Whether by circumstances or temperament I was always driven to learn. In my childhood, I had almost no access to riding instructors but I read everything I could get my hands on. This was partly because of my love of learning but primarily to find help for the many issues my first horse came with. Not only my first horse but also my first ‘thinking outside the box’ horse as none of the suggestions in the normal horse training books worked. That was over 50 years ago and I thank her for all she taught me about training. Thinking back, I realize that it was also my first experience of using food to reinforce behaviour.

Many years later, I again had to come up with an ‘out of the box’ solution, but this time it was with children and my teaching job.

Talk about baptism by fire. I was a brand new teacher and my first job was in a challenging area of the city. The kids were underperforming teens- shut down, angry , not wanting to be there and it was my job to try to motivate them and get them back into mainstream classes – oh boy!

Through very individualized plans and cooperative learning with their peers I was able to get them all back and functioning in a real classroom.
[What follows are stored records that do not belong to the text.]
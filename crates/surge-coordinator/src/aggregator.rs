//! Cluster metrics aggregation
//!
//! Folds the registry's latest per-node reports into one [`ClusterSnapshot`].
//! A node counts only if its last report is younger than the staleness
//! threshold and carries a valid `connected` figure. QoE figures are plain
//! means of node-level averages, not weighted by client count.

use std::collections::BTreeMap;
use std::time::Duration;

use chrono::Utc;
use tokio::time::Instant;

use surge_core::{ClusterSnapshot, NodeId, NodeResources, TelemetryReport};

use crate::registry::NodeRegistry;

/// Fractional net loss between two consecutive totals.
///
/// Growth never yields a negative rate, and a zero previous total yields 0.
pub fn drop_rate(previous_total: u64, current_total: u64) -> f64 {
    if previous_total == 0 || current_total >= previous_total {
        return 0.0;
    }
    (previous_total - current_total) as f64 / previous_total as f64
}

/// Result of one aggregation pass
#[derive(Clone, Copy, Debug, PartialEq, Eq)]
pub enum AggregateOutcome {
    /// Snapshot recomputed from this many nodes
    Updated { active_nodes: usize },
    /// No active node; snapshot left as it was
    Unchanged,
}

/// Metrics aggregator
#[derive(Debug)]
pub struct MetricsAggregator {
    stale_threshold: Duration,
    snapshot: ClusterSnapshot,
    /// Total from the previous successful aggregation
    previous_total: u64,
    /// Per-node pass-through figures
    resources: BTreeMap<NodeId, NodeResources>,
}

impl MetricsAggregator {
    pub fn new(stale_threshold: Duration) -> Self {
        MetricsAggregator {
            stale_threshold,
            snapshot: ClusterSnapshot::default(),
            previous_total: 0,
            resources: BTreeMap::new(),
        }
    }

    pub fn snapshot(&self) -> &ClusterSnapshot {
        &self.snapshot
    }

    pub fn resources(&self) -> &BTreeMap<NodeId, NodeResources> {
        &self.resources
    }

    pub fn previous_total(&self) -> u64 {
        self.previous_total
    }

    /// Republish a node's resource figures as reported
    pub fn record_resources(&mut self, id: NodeId, report: &TelemetryReport) {
        self.resources.insert(id, report.resources.clone());
    }

    /// Drop a disconnected node's pass-through figures
    pub fn forget(&mut self, id: NodeId) {
        self.resources.remove(&id);
    }

    /// Recompute the snapshot from the registry as of `now`
    pub fn aggregate(&mut self, registry: &NodeRegistry, now: Instant) -> AggregateOutcome {
        let active: Vec<TelemetryReport> = registry
            .snapshot()
            .into_iter()
            .filter(|node| {
                now.saturating_duration_since(node.last_report_at) < self.stale_threshold
            })
            .filter_map(|node| node.latest_metrics.as_ref())
            .map(TelemetryReport::from_value)
            .filter(TelemetryReport::is_valid)
            .collect();

        if active.is_empty() {
            return AggregateOutcome::Unchanged;
        }

        let count = active.len() as f64;
        let mean =
            |field: fn(&TelemetryReport) -> f64| active.iter().map(field).sum::<f64>() / count;

        // A single absurd count must not overflow the total
        let total_clients = active
            .iter()
            .filter_map(|r| r.connected)
            .fold(0u64, |acc, connected| acc.saturating_add(connected));
        let rate = drop_rate(self.previous_total, total_clients);
        self.previous_total = total_clients;

        self.snapshot = ClusterSnapshot {
            total_clients,
            avg_startup: mean(|r| r.avg_startup),
            avg_bitrate: mean(|r| r.avg_bitrate),
            avg_buffers: mean(|r| r.avg_buffers),
            avg_buffer_time: mean(|r| r.avg_buffer_time),
            drop_rate: rate,
            active_nodes: active.len(),
            updated_at: Some(Utc::now()),
        };

        AggregateOutcome::Updated {
            active_nodes: active.len(),
        }
    }
}

#[cfg(test)]
mod tests {
    use super::*;
    use proptest::prelude::*;
    use serde_json::json;
    use surge_core::Outbound;
    use tokio::sync::mpsc;

    use crate::config::STALE_THRESHOLD;

    fn admit(registry: &mut NodeRegistry, now: Instant) -> NodeId {
        let (tx, _rx) = mpsc::unbounded_channel::<Outbound>();
        registry.admit(Box::new(tx), now)
    }

    #[test]
    fn test_drop_rate_formula() {
        assert_eq!(drop_rate(0, 0), 0.0);
        assert_eq!(drop_rate(0, 10), 0.0);
        assert_eq!(drop_rate(10, 15), 0.0);
        assert_eq!(drop_rate(10, 10), 0.0);
        assert_eq!(drop_rate(10, 5), 0.5);
        assert_eq!(drop_rate(10, 0), 1.0);
    }

    proptest! {
        #[test]
        fn prop_drop_rate_bounds(prev in 0u64..1_000_000, current in 0u64..1_000_000) {
            let rate = drop_rate(prev, current);
            prop_assert!((0.0..=1.0).contains(&rate));
            if prev > current {
                let expected = (prev - current) as f64 / prev as f64;
                prop_assert!((rate - expected).abs() < 1e-12);
            } else {
                prop_assert_eq!(rate, 0.0);
            }
        }
    }

    #[test]
    fn test_sums_and_averages() {
        let mut registry = NodeRegistry::new();
        let mut aggregator = MetricsAggregator::new(STALE_THRESHOLD);
        let t0 = Instant::now();

        let a = admit(&mut registry, t0);
        let b = admit(&mut registry, t0);
        registry.record_report(
            a,
            json!({
                "connected": 10,
                "avgStartup": 1000,
                "avgBitrate": 3000,
                "avgBuffers": 1,
                "avgBufferTime": 200
            }),
            t0,
        );
        registry.record_report(
            b,
            json!({
                "connected": 5,
                "avgStartup": 500,
                "avgBitrate": 1000,
                "avgBuffers": 3,
                "avgBufferTime": 600
            }),
            t0,
        );

        let outcome = aggregator.aggregate(&registry, t0);
        assert_eq!(outcome, AggregateOutcome::Updated { active_nodes: 2 });

        let snap = aggregator.snapshot();
        assert_eq!(snap.total_clients, 15);
        // Unweighted: node A's 10 clients count the same as node B's 5
        assert_eq!(snap.avg_startup, 750.0);
        assert_eq!(snap.avg_bitrate, 2000.0);
        assert_eq!(snap.avg_buffers, 2.0);
        assert_eq!(snap.avg_buffer_time, 400.0);
        assert_eq!(snap.drop_rate, 0.0);
        assert_eq!(snap.active_nodes, 2);
        assert!(snap.updated_at.is_some());
    }

    #[test]
    fn test_silent_node_goes_stale() {
        let mut registry = NodeRegistry::new();
        let mut aggregator = MetricsAggregator::new(STALE_THRESHOLD);
        let t0 = Instant::now();

        let a = admit(&mut registry, t0);
        let b = admit(&mut registry, t0);
        registry.record_report(a, json!({"connected": 10}), t0);
        registry.record_report(b, json!({"connected": 5}), t0);
        aggregator.aggregate(&registry, t0);
        assert_eq!(aggregator.snapshot().total_clients, 15);

        // A keeps reporting, B goes silent for 31 seconds
        let t31 = t0 + Duration::from_secs(31);
        registry.record_report(a, json!({"connected": 10}), t31);
        aggregator.aggregate(&registry, t31);

        let snap = aggregator.snapshot();
        assert_eq!(snap.total_clients, 10);
        assert_eq!(snap.active_nodes, 1);
        assert!((snap.drop_rate - 5.0 / 15.0).abs() < 1e-9);
        assert_eq!(aggregator.previous_total(), 10);
    }

    #[test]
    fn test_stale_node_excluded_regardless_of_values() {
        let mut registry = NodeRegistry::new();
        let mut aggregator = MetricsAggregator::new(STALE_THRESHOLD);
        let t0 = Instant::now();

        let fresh = admit(&mut registry, t0);
        let stale = admit(&mut registry, t0);
        registry.record_report(stale, json!({"connected": 1_000_000, "avgStartup": 99999}), t0);

        let t30 = t0 + Duration::from_secs(30);
        registry.record_report(fresh, json!({"connected": 1, "avgStartup": 10}), t30);
        aggregator.aggregate(&registry, t30);

        assert_eq!(aggregator.snapshot().total_clients, 1);
        assert_eq!(aggregator.snapshot().avg_startup, 10.0);
    }

    #[test]
    fn test_invalid_reports_excluded() {
        let mut registry = NodeRegistry::new();
        let mut aggregator = MetricsAggregator::new(STALE_THRESHOLD);
        let t0 = Instant::now();

        let good = admit(&mut registry, t0);
        let missing = admit(&mut registry, t0);
        let _silent = admit(&mut registry, t0);
        registry.record_report(good, json!({"connected": 3, "avgBitrate": 900}), t0);
        registry.record_report(missing, json!({"avgBitrate": 100}), t0);

        aggregator.aggregate(&registry, t0);
        assert_eq!(aggregator.snapshot().total_clients, 3);
        assert_eq!(aggregator.snapshot().avg_bitrate, 900.0);
        assert_eq!(aggregator.snapshot().active_nodes, 1);
    }

    #[test]
    fn test_empty_active_set_leaves_snapshot_unchanged() {
        let mut registry = NodeRegistry::new();
        let mut aggregator = MetricsAggregator::new(STALE_THRESHOLD);
        let t0 = Instant::now();

        // Nothing at all
        assert_eq!(aggregator.aggregate(&registry, t0), AggregateOutcome::Unchanged);
        assert_eq!(aggregator.snapshot(), &ClusterSnapshot::default());

        let a = admit(&mut registry, t0);
        registry.record_report(a, json!({"connected": 12, "avgStartup": 400}), t0);
        aggregator.aggregate(&registry, t0);
        let before = aggregator.snapshot().clone();

        // Everyone stale: no reset to zero, no drop signal
        let later = t0 + Duration::from_secs(45);
        assert_eq!(aggregator.aggregate(&registry, later), AggregateOutcome::Unchanged);
        assert_eq!(aggregator.snapshot(), &before);
        assert_eq!(aggregator.previous_total(), 12);
    }

    #[test]
    fn test_growth_after_loss() {
        let mut registry = NodeRegistry::new();
        let mut aggregator = MetricsAggregator::new(STALE_THRESHOLD);
        let t0 = Instant::now();
        let a = admit(&mut registry, t0);

        for (connected, expected) in [(20u64, 0.0), (15, 0.25), (30, 0.0), (0, 1.0)] {
            registry.record_report(a, json!({ "connected": connected }), t0);
            aggregator.aggregate(&registry, t0);
            assert!((aggregator.snapshot().drop_rate - expected).abs() < 1e-9);
        }
    }

    #[test]
    fn test_huge_connected_counts_saturate() {
        let mut registry = NodeRegistry::new();
        let mut aggregator = MetricsAggregator::new(STALE_THRESHOLD);
        let t0 = Instant::now();

        let a = admit(&mut registry, t0);
        let b = admit(&mut registry, t0);
        let c = admit(&mut registry, t0);
        registry.record_report(a, json!({ "connected": u64::MAX }), t0);
        registry.record_report(b, json!({"connected": 1}), t0);
        registry.record_report(c, json!({"connected": 1e300}), t0);

        assert_eq!(
            aggregator.aggregate(&registry, t0),
            AggregateOutcome::Updated { active_nodes: 3 }
        );
        assert_eq!(aggregator.snapshot().total_clients, u64::MAX);

        registry.record_report(a, json!({"connected": 4}), t0);
        registry.record_report(c, json!({"connected": 5}), t0);
        aggregator.aggregate(&registry, t0);
        assert_eq!(aggregator.snapshot().total_clients, 10);
        assert!(aggregator.snapshot().drop_rate > 0.99);
    }

    #[test]
    fn test_resources_pass_through() {
        let mut aggregator = MetricsAggregator::new(STALE_THRESHOLD);
        let id = NodeId::new(1);
        let report = TelemetryReport::from_value(&json!({
            "connected": 2,
            "cpu": 0.9,
            "mem": 0.5,
            "failures": 3
        }));

        aggregator.record_resources(id, &report);
        let figures = &aggregator.resources()[&id];
        assert_eq!(figures.cpu, Some(0.9));
        assert_eq!(figures.mem, Some(0.5));
        assert_eq!(figures.clients, None);
        assert_eq!(figures.failures, Some(3.0));

        aggregator.forget(id);
        assert!(aggregator.resources().is_empty());
    }
}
The hardest part for me was sending them back into a world that neither encouraged their creativity nor celebrated what they had to offer.

Many years later I had to come up with a better way to teach my own kinesthetic learner, my daughter, her multiplication tables.

She loved to ride ( wonder where she got that from) so I set up the answers to the ones she was struggling with on cards posted around the arena. I gave her a few choices but managing her environment to set her up for success. I would ask the question and she would ride to the answer. This was how she needed to learn and it worked very well.

Alexander Kurland standing at the mats with Icky

So where is all this leading to? I have been told by many of my students over many years that I am a good teacher, which is wonderful to hear and makes my heart happy. It is also especially nice to hear from my teachers and it is a reflexion on them and the great job they did. They encouraged me to become an independent learner. One of them is Alexandra Kurland who started me on a formal ‘clicker’ journey and has encouraged me to run with it and develop it further. The other is a lady I’ve written about in another blog, Bernice, who was my teacher at University and to whom I now teach my EquispeakTM lessons. She still challenges me with wonderful questions to be better, to think through things and explain them more clearly. I thank both of these ladies for helping me on my journey and encouraging me to take the work even farther. Just as they have acknowledged and built on other teachers’ work, I want to do the same. As my work has evolved past what I received from them I hope that they are pleased to see their contribution in what I am doing as I take work in new directions.

Bernice and her mare in a lesson

While I am always there to pose questions to my students and offer suggestions to point them in the direction needed, it is my intention that through my clinics and individual work, my students will learn to embody the philosophy and techniques such that they become not only independent learners, but also break down goals and devise their own solutions to training. When a student takes my work and builds on it or comes up with a better way, it not only speaks to my success as a teacher, but also advances this most valuable work of improving the communication with our equine partners.

I applaud their creativity which confirms my belief in them. I always try to keep in mind that a generosity of spirit is necessary to enable me to see the ever increasing knowledge circles set in motion which is the ultimate goal of all good teachers.

So I look forward in 2018 to doing what I do well ( and enjoy doing) and helping others in their journey towards independent and successful learning. Until we meet again Keep it Positive!